Besonders die Katholisch-Konservative betonten, das neue Volksrecht sei doch nichts anderes als der Ausfluss und Ausdruck der Volkssouveränität, indem sich das Volk nämlich nur solchen Gesetzen unterziehe, die es sich in freier Bestimmung selbst gegeben habe. 1843 brachte den Konservativen die Mehrheit im Grossen Rat und im Staatsrat, was zu einer Verschärfung der Polarisierung zu den Liberal-Radikalen führte. Mit einer neuen Verfassung von 1844 versuchte man mehr Ruhe in den Kanton zu bringen. Die Katholisch-Konservativen bemühten sich aktiv um einen Ausgleich und förderten eine neue Verfassung, die sich weitgehend an die liberale Augustverfassung von 1839 anlehnte und die Freiheitsrechte beibehielt. Die neue Verfassung unterschied sich von der Vorgängerin in zwei wesentlichen Punkten: Einerseits stärkte sie die Stellung der Kirche im Staat, andererseits baute sie die Rechte des Volkes wesentlich aus.
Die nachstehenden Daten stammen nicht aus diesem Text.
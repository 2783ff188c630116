use async_trait::async_trait;
use chrono::{NaiveDate, NaiveTime, Weekday};
use serde::{Deserialize, Serialize};
use tokio::sync::RwLock;
use utoipa::ToSchema;

#[derive(Debug, Serialize, Deserialize, Clone, Copy, PartialEq, ToSchema)]
#[schema(example = json!({ "latitude": 23.8103, "longitude": 90.4125 }))]
pub struct GeoPoint {
    #[schema(example = 23.8103)]
    pub latitude: f64,
    #[schema(example = 90.4125)]
    pub longitude: f64,
}

/// Circular boundary around the workplace.
#[derive(Debug, Clone, Copy, PartialEq)]
pub struct Geofence {
    pub center: GeoPoint,
    pub radius_meters: f64,
}

/// Organization-wide attendance configuration. Read-only to this service:
/// every operation takes one snapshot up front and never re-reads it
/// mid-flight. Mutation belongs to an external administrative flow.
#[derive(Debug, Clone)]
pub struct AttendanceSettings {
    /// Scheduled shift start, local wall clock.
    pub check_in_time: NaiveTime,
    /// Scheduled shift end, local wall clock.
    pub check_out_time: NaiveTime,
    /// Grace period after `check_in_time` before a check-in counts as late.
    pub late_threshold_minutes: i64,
    /// Minimum hours of presence for the day to count as a full day.
    pub half_day_threshold_hours: f64,
    pub working_days: Vec<Weekday>,
    pub holidays: Vec<NaiveDate>,
    pub location_required: bool,
    pub photo_required: bool,
    /// Maximum acceptable GPS accuracy radius for a verified fix.
    pub gps_accuracy_meters: f64,
    pub workplace: Geofence,
}

impl AttendanceSettings {
    pub fn is_working_day(&self, date: NaiveDate) -> bool {
        use chrono::Datelike;
        self.working_days.contains(&date.weekday()) && !self.holidays.contains(&date)
    }
}

/// Source of the current settings snapshot.
#[async_trait]
pub trait SettingsSource: Send + Sync {
    async fn snapshot(&self) -> anyhow::Result<AttendanceSettings>;
}

/// Snapshot holder seeded from config. An admin flow may swap the whole
/// snapshot at any time; in-flight operations keep the clone they took.
pub struct StaticSettingsSource {
    inner: RwLock<AttendanceSettings>,
}

impl StaticSettingsSource {
    pub fn new(settings: AttendanceSettings) -> Self {
        Self {
            inner: RwLock::new(settings),
        }
    }

    pub async fn replace(&self, settings: AttendanceSettings) {
        *self.inner.write().await = settings;
    }
}

#[async_trait]
impl SettingsSource for StaticSettingsSource {
    async fn snapshot(&self) -> anyhow::Result<AttendanceSettings> {
        Ok(self.inner.read().await.clone())
    }
}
Bezüglich der Volksrechte bedeutete dies die Weiterentwicklung des Vetoreferendums zu einem obligatorischen Referendum. Eine knappe absolute Mehrheit der Walliser Aktivbürger nahm im Oktober 1844 die neue Verfassung an. Der Kanton Wallis war damit der erste Schweizer Kanton, der ein obligatorisches Referendum einführte; deshalb kommt den Katholisch-Konservativen dieses Kantons zweifellos eine Pionierrolle zu. Eine weitere grosse Leistung der Konservativen war der längst überfällige Erlass eines Schulgesetzes. Dieses führte die allgemeine Schulpflicht ein und sah die Gründung einer Normalschule und eines Lehrerseminars vor. Die geistlichen und die weltlichen Behörden teilten sich die Leitung des Schulwesens.
Doch auch mit dieser neuen Verfassung und mit dem obligatorischen Referendum konnte die Walliser Bevölkerung nicht lange Erfahrungen sammeln. Nach dem zweiten Freischarenzug gegen Luzern im März 1845 trat das Wallis der Schutzvereinigung der katholischen Kantone, dem Sonderbund, bei. Nach dem kurzen Sonderbundskrieg 1847 dekretierten die liberal-radikalen Sieger im Kanton Wallis im Januar 1848 eine neue Verfassung, die kein Referendum mehr enthielt und die Grundlage für einen reinen Repräsentativstaat darstellte. Es dauerte im Wallis danach Jahrzehnte, bis die Volksrechte wieder Schritt für Schritt eingeführt wurden.
Der zweite Freischarenzug von 1845 (im Bild das Gefecht von Malters) vertiefte die Gräben zwischen den Konfessionen und führte schliesslich in den Sonderbundskrieg.
Der zweite Freischarenzug von 1845 (im Bild das Gefecht von Malters) vertiefte die Gräben zwischen den Konfessionen und führte schliesslich in den Sonderbundskrieg. Schweizerisches Nationalmuseum

Und heute?

Nach 1840 entstand im Kanton Luzern aus der katholisch-konservativen Volksbewegung der «Ruswiler Verein», der später zur ersten katholisch-konservative Partei mutierte. Erst 1912 wurde die Katholische Volkspartei (KVP) aus der Taufe gehoben, die 1970 in der Christlichdemokratischen Volkspartei (CVP) aufging. Anfang 2021 fusionierte die CVP mit der BDP (Bürgerlich-demokratische Partei) und wurde so in den meisten Kantonen (ausser unter anderem im Kanton Wallis) zur Partei «Die Mitte».